The Filter Bubble: What the Internet Is Hiding from You di Eli Pariser analizza il lato nascosto della personalizzazione online. Motori di ricerca, social network e piattaforme digitali selezionano ciò che vediamo in base ai nostri clic, alle ricerche precedenti, alla posizione e alle informazioni raccolte su di noi. Il risultato è un ambiente informativo diverso per ciascun individuo: la “bolla dei filtri”.
Questa selezione promette contenuti più pertinenti, ma tende a mostrarci ciò che è coerente con i nostri interessi e le nostre opinioni, nascondendo progressivamente ciò che potrebbe sorprenderci, contraddirci o metterci in discussione. La bolla è particolarmente insidiosa perché è invisibile: non sappiamo quali informazioni siano state escluse né secondo quali criteri.
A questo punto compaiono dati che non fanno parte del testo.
//! types.rs
//! Modelos de datos compartidos: filas crudas de la BD, filas limpias,
//! poligonos para el mapa, definicion de conjuntos y configuracion del servicio.

use serde::{Deserialize, Serialize};

/// Color que usa el mapa cuando una zona no trae color valido.
pub const COLOR_DEFAULT: &str = "#3388ff";

/// Fila tal como sale de la fuente (lat/lng como texto libre).
#[derive(Clone, Debug, Default, PartialEq, Serialize, Deserialize)]
pub struct FilaCoord {
    /// `None` = clave NULL en la BD: no forma poligono pero cuenta para el centro.
    pub clave: Option<String>,
    pub lat: Option<String>,
    pub lng: Option<String>,
    pub color: Option<String>,
}

/// Fila con lat/lng ya convertidas a numero finito.
#[derive(Clone, Debug, PartialEq, Serialize, Deserialize)]
pub struct FilaLimpia {
    pub clave: Option<String>,
    pub lat: f64,
    pub lng: f64,
    pub color: Option<String>,
}

impl From<FilaLimpia> for FilaCoord {
    fn from(f: FilaLimpia) -> Self {
        Self { clave: f.clave, lat: Some(f.lat.to_string()), lng: Some(f.lng.to_string()), color: f.color }
    }
}

/// Poligono (o polilinea) con nombre, vertices (lat, lng) en orden y color opcional.
#[derive(Clone, Debug, PartialEq, Serialize, Deserialize)]
pub struct Poligono {
    pub name: String,
    pub coords: Vec<(f64, f64)>,
    #[serde(default, skip_serializing_if = "Option::is_none")]
    pub color: Option<String>,
}

/// Nombres de columna de un conjunto. `color = None` => el esquema no tiene color.
#[derive(Clone, Debug, PartialEq, Eq, Hash, Serialize)]
pub struct Columnas {
    pub clave: String,
    pub lat: String,
    pub lng: String,
    pub color: Option<String>,
}

/// Un conjunto de datos: nombre, consulta SQL y mapeo de columnas.
#[derive(Clone, Debug, PartialEq, Eq, Hash, Serialize)]
pub struct Conjunto {
    pub nombre: String,
    pub sql: String,
    pub columnas: Columnas,
}

impl Conjunto {
    pub fn con_color(&self) -> bool { self.columnas.color.is_some() }
}

/// Los dos conjuntos que pinta la pagina.
#[derive(Clone, Debug)]
pub struct Conjuntos {
    pub geocercas: Conjunto,
    pub zonas: Conjunto,
}

/// Lo que consume la pagina: centro, zoom y las dos capas.
#[derive(Clone, Debug, Serialize, Deserialize)]
pub struct VistaMapa {
    pub centro: Option<(f64, f64)>,
    pub centro_default: (f64, f64),
    pub zoom: u8,
    pub geocercas: Vec<Poligono>,
    pub zonas: Vec<Poligono>,
    pub generado_utc: String,
}

#[derive(Clone, Debug, PartialEq)]
pub struct SqlServerCfg {
    pub server: String,
    pub port: u16,
    pub database: String,
    pub username: String,
    pub password: String,
    pub trust_cert: bool,
}

impl Default for SqlServerCfg {
    fn default() -> Self {
        Self {
            server: "localhost".into(),
            port: 1433,
            database: String::new(),
            username: String::new(),
            password: String::new(),
            trust_cert: true,
        }
    }
}

#[derive(Clone, Copy, Debug, PartialEq, Eq)]
pub enum TipoFuente { SqlServer, Csv }

#[derive(Clone, Debug)]
pub struct AppCfg {
    pub bind: String,
    pub web_dir: String,
    pub fuente: TipoFuente,
    pub csv_dir: String,
    pub db: SqlServerCfg,
    pub schema_prefix: String,
    pub centro_default: (f64, f64),
    pub zoom: u8,
}

impl Default for AppCfg {
    fn default() -> Self {
        Self {
            bind: "0.0.0.0:8080".into(),
            web_dir: "web".into(),
            fuente: TipoFuente::SqlServer,
            csv_dir: "data".into(),
            db: SqlServerCfg::default(),
            schema_prefix: "[dev_apprisa_delivery].[dbo]".into(),
            centro_default: (19.4326, -99.1332),
            zoom: 12,
        }
    }
}
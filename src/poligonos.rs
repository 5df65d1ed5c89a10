//! poligonos.rs
//! Agrupa filas limpias por clave (nombre de geocerca o de zona) en poligonos.
//! Orden estable: grupos por primera aparicion y vertices en orden de fila.

use std::collections::HashMap;

use crate::color::sanitize_color;
use crate::types::{FilaLimpia, Poligono, COLOR_DEFAULT};

/// Un poligono por clave distinta. Con `con_color`, el color sale de la primera fila del grupo.
pub fn construir_poligonos(filas: &[FilaLimpia], con_color: bool) -> Vec<Poligono> {
    let mut out: Vec<Poligono> = Vec::new();
    let mut idx: HashMap<&str, usize> = HashMap::new();

    for f in filas {
        let Some(clave) = f.clave.as_deref() else { continue };
        let i = *idx.entry(clave).or_insert_with(|| {
            out.push(Poligono {
                name: clave.to_string(),
                coords: Vec::new(),
                color: con_color.then(|| sanitize_color(f.color.as_deref(), COLOR_DEFAULT)),
            });
            out.len() - 1
        });
        out[i].coords.push((f.lat, f.lng));
    }
    out
}

#[cfg(test)]
mod tests {
    use super::*;

    fn fila(clave: &str, lat: f64, lng: f64, color: Option<&str>) -> FilaLimpia {
        FilaLimpia { clave: Some(clave.into()), lat, lng, color: color.map(Into::into) }
    }

    #[test]
    fn orden_de_primera_aparicion() {
        let filas = [fila("A", 1.0, 1.0, None), fila("B", 2.0, 2.0, None), fila("A", 3.0, 3.0, None)];
        let polys = construir_poligonos(&filas, false);
        let nombres: Vec<_> = polys.iter().map(|p| p.name.as_str()).collect();
        assert_eq!(nombres, ["A", "B"]);
        assert_eq!(polys[0].coords, vec![(1.0, 1.0), (3.0, 3.0)]);
        assert_eq!(polys[1].coords, vec![(2.0, 2.0)]);
    }

    #[test]
    fn vertices_no_se_ordenan() {
        let filas = [fila("Z", 5.0, 5.0, None), fila("Z", 1.0, 9.0, None), fila("Z", 3.0, 0.0, None)];
        let polys = construir_poligonos(&filas, false);
        assert_eq!(polys[0].coords, vec![(5.0, 5.0), (1.0, 9.0), (3.0, 0.0)]);
    }

    #[test]
    fn color_de_la_primera_fila() {
        let filas = [
            fila("Z", 1.0, 1.0, Some("#111111")),
            fila("Z", 2.0, 2.0, Some("#222222")),
            fila("Y", 3.0, 3.0, None),
        ];
        let polys = construir_poligonos(&filas, true);
        assert_eq!(polys[0].color.as_deref(), Some("#111111"));
        assert_eq!(polys[1].color.as_deref(), Some(COLOR_DEFAULT));
    }

    #[test]
    fn sin_columna_color_no_hay_clave_color() {
        let filas = [fila("G", 1.0, 2.0, Some("255,0,0"))];
        let polys = construir_poligonos(&filas, false);
        assert_eq!(polys[0].color, None);
        let js = serde_json::to_value(&polys[0]).unwrap();
        assert!(js.get("color").is_none());
        assert_eq!(js["coords"], serde_json::json!([[1.0, 2.0]]));
    }

    #[test]
    fn filas_sin_clave_no_forman_poligono() {
        let mut huerfana = fila("X", 9.0, 9.0, None);
        huerfana.clave = None;
        let polys = construir_poligonos(&[huerfana, fila("A", 1.0, 1.0, None)], false);
        assert_eq!(polys.len(), 1);
        assert_eq!(polys[0].name, "A");
    }

    #[test]
    fn vacio_da_vacio() {
        assert!(construir_poligonos(&[], true).is_empty());
    }
}
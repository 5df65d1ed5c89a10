//! mapa.rs
//!
//! Arma lo que pinta la pagina a partir de las filas limpias:
//! - poligonos de geocercas (sin color) y zonas (con color)
//! - centro del mapa = media de todas las filas validas de geocercas
//! - export GeoJSON: geocercas como LineString, zonas como Polygon cerrado
//!
//! Los poligonos se construyen de nuevo en cada llamada.

use chrono::{SecondsFormat, Utc};
use geo::{Centroid, MultiPoint, Point};
use geojson::{Feature, FeatureCollection, Geometry, JsonObject, Value};
use serde_json::json;

use crate::poligonos::construir_poligonos;
use crate::types::{AppCfg, FilaLimpia, Poligono, VistaMapa};

/// Media (lat, lng) de todas las filas, tengan clave o no. `None` si no hay ninguna.
pub fn centro(filas: &[FilaLimpia]) -> Option<(f64, f64)> {
    let puntos: MultiPoint<f64> = filas
        .iter()
        .map(|f| Point::new(f.lng, f.lat))
        .collect::<Vec<_>>()
        .into();
    puntos.centroid().map(|c| (c.y(), c.x()))
}

pub fn construir_vista(filas_geo: &[FilaLimpia], filas_zonas: &[FilaLimpia], cfg: &AppCfg) -> VistaMapa {
    let geocercas = construir_poligonos(filas_geo, false);
    let zonas = construir_poligonos(filas_zonas, true);
    VistaMapa {
        centro: centro(filas_geo),
        centro_default: cfg.centro_default,
        zoom: cfg.zoom,
        geocercas,
        zonas,
        generado_utc: Utc::now().to_rfc3339_opts(SecondsFormat::Secs, true),
    }
}

fn propiedades(p: &Poligono, tipo: &str) -> JsonObject {
    let mut props = JsonObject::new();
    props.insert("name".into(), json!(p.name));
    props.insert("kind".into(), json!(tipo));
    if let Some(c) = &p.color {
        props.insert("color".into(), json!(c));
    }
    props
}

fn feature(geom: Value, props: JsonObject) -> Feature {
    Feature { bbox: None, geometry: Some(Geometry::new(geom)), id: None, properties: Some(props), foreign_members: None }
}

// GeoJSON va en [lng, lat]
fn posiciones(p: &Poligono) -> Vec<Vec<f64>> {
    p.coords.iter().map(|&(lat, lng)| vec![lng, lat]).collect()
}

pub fn a_geojson(vista: &VistaMapa) -> FeatureCollection {
    let mut features = Vec::with_capacity(vista.geocercas.len() + vista.zonas.len());
    for p in &vista.geocercas {
        features.push(feature(Value::LineString(posiciones(p)), propiedades(p, "geocerca")));
    }
    for p in &vista.zonas {
        let mut anillo = posiciones(p);
        if anillo.first() != anillo.last() {
            if let Some(primero) = anillo.first().cloned() {
                anillo.push(primero);
            }
        }
        features.push(feature(Value::Polygon(vec![anillo]), propiedades(p, "zona")));
    }
    FeatureCollection { bbox: None, features, foreign_members: None }
}

#[cfg(test)]
mod tests {
    use super::*;

    fn fila(clave: &str, lat: f64, lng: f64, color: Option<&str>) -> FilaLimpia {
        FilaLimpia { clave: Some(clave.into()), lat, lng, color: color.map(Into::into) }
    }

    #[test]
    fn centro_es_la_media_de_filas() {
        let filas = [fila("A", 1.0, 10.0, None), fila("B", 3.0, 20.0, None), fila("A", 5.0, 30.0, None)];
        let (lat, lng) = centro(&filas).unwrap();
        assert!((lat - 3.0).abs() < 1e-9);
        assert!((lng - 20.0).abs() < 1e-9);
        assert_eq!(centro(&[]), None);
    }

    #[test]
    fn filas_sin_clave_cuentan_para_el_centro() {
        let mut huerfana = fila("X", 3.0, 30.0, None);
        huerfana.clave = None;
        let vista = construir_vista(&[fila("A", 1.0, 10.0, None), huerfana], &[], &AppCfg::default());
        assert_eq!(vista.geocercas.len(), 1);
        assert_eq!(vista.geocercas[0].coords, vec![(1.0, 10.0)]);
        let (lat, lng) = vista.centro.unwrap();
        assert!((lat - 2.0).abs() < 1e-9);
        assert!((lng - 20.0).abs() < 1e-9);
    }

    #[test]
    fn vista_end_to_end() {
        let zonas = crate::limpieza::limpiar_filas(vec![
            crate::types::FilaCoord {
                clave: Some("Zone1".into()),
                lat: Some("19,40".into()),
                lng: Some("-99,10".into()),
                color: Some("255,0,0".into()),
            },
            crate::types::FilaCoord {
                clave: Some("Zone1".into()),
                lat: Some("19,41".into()),
                lng: Some("-99,11".into()),
                color: Some("0,0,0".into()),
            },
        ]);
        assert_eq!(zonas.len(), 2);
        let vista = construir_vista(&[], &zonas, &AppCfg::default());
        assert_eq!(vista.centro, None);
        assert_eq!(vista.zonas.len(), 1);
        assert_eq!(vista.zonas[0].name, "Zone1");
        assert_eq!(vista.zonas[0].coords, vec![(19.40, -99.10), (19.41, -99.11)]);
        assert_eq!(vista.zonas[0].color.as_deref(), Some("#ff0000"));
    }

    #[test]
    fn geojson_en_lng_lat_y_anillo_cerrado() {
        let geo = [fila("G", 1.0, 2.0, None), fila("G", 3.0, 4.0, None)];
        let zon = [fila("Z", 0.0, 0.0, Some("#abc")), fila("Z", 0.0, 1.0, None), fila("Z", 1.0, 1.0, None)];
        let vista = construir_vista(&geo, &zon, &AppCfg::default());
        let fc = a_geojson(&vista);
        assert_eq!(fc.features.len(), 2);

        let js = serde_json::to_value(&fc).unwrap();
        assert_eq!(js["features"][0]["geometry"]["type"], "LineString");
        assert_eq!(js["features"][0]["geometry"]["coordinates"], json!([[2.0, 1.0], [4.0, 3.0]]));
        assert!(js["features"][0]["properties"].get("color").is_none());

        let anillo = &js["features"][1]["geometry"]["coordinates"][0];
        assert_eq!(anillo.as_array().unwrap().len(), 4);
        assert_eq!(anillo[0], anillo[3]);
        assert_eq!(js["features"][1]["properties"]["color"], "#abc");
        assert_eq!(js["features"][1]["properties"]["kind"], "zona");
    }
}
Per Pariser, la personalizzazione non modifica soltanto il nostro accesso alle informazioni. Può restringere la curiosità, rafforzare i pregiudizi e frammentare lo spazio pubblico in realtà parallele, indebolendo il confronto democratico. Il libro invita quindi a ripensare la progettazione di Internet affinché gli algoritmi non ci mostrino soltanto ciò che presumono desideriamo vedere, ma preservino l’incontro con la differenza, l’imprevisto e la possibilità di cambiare idea.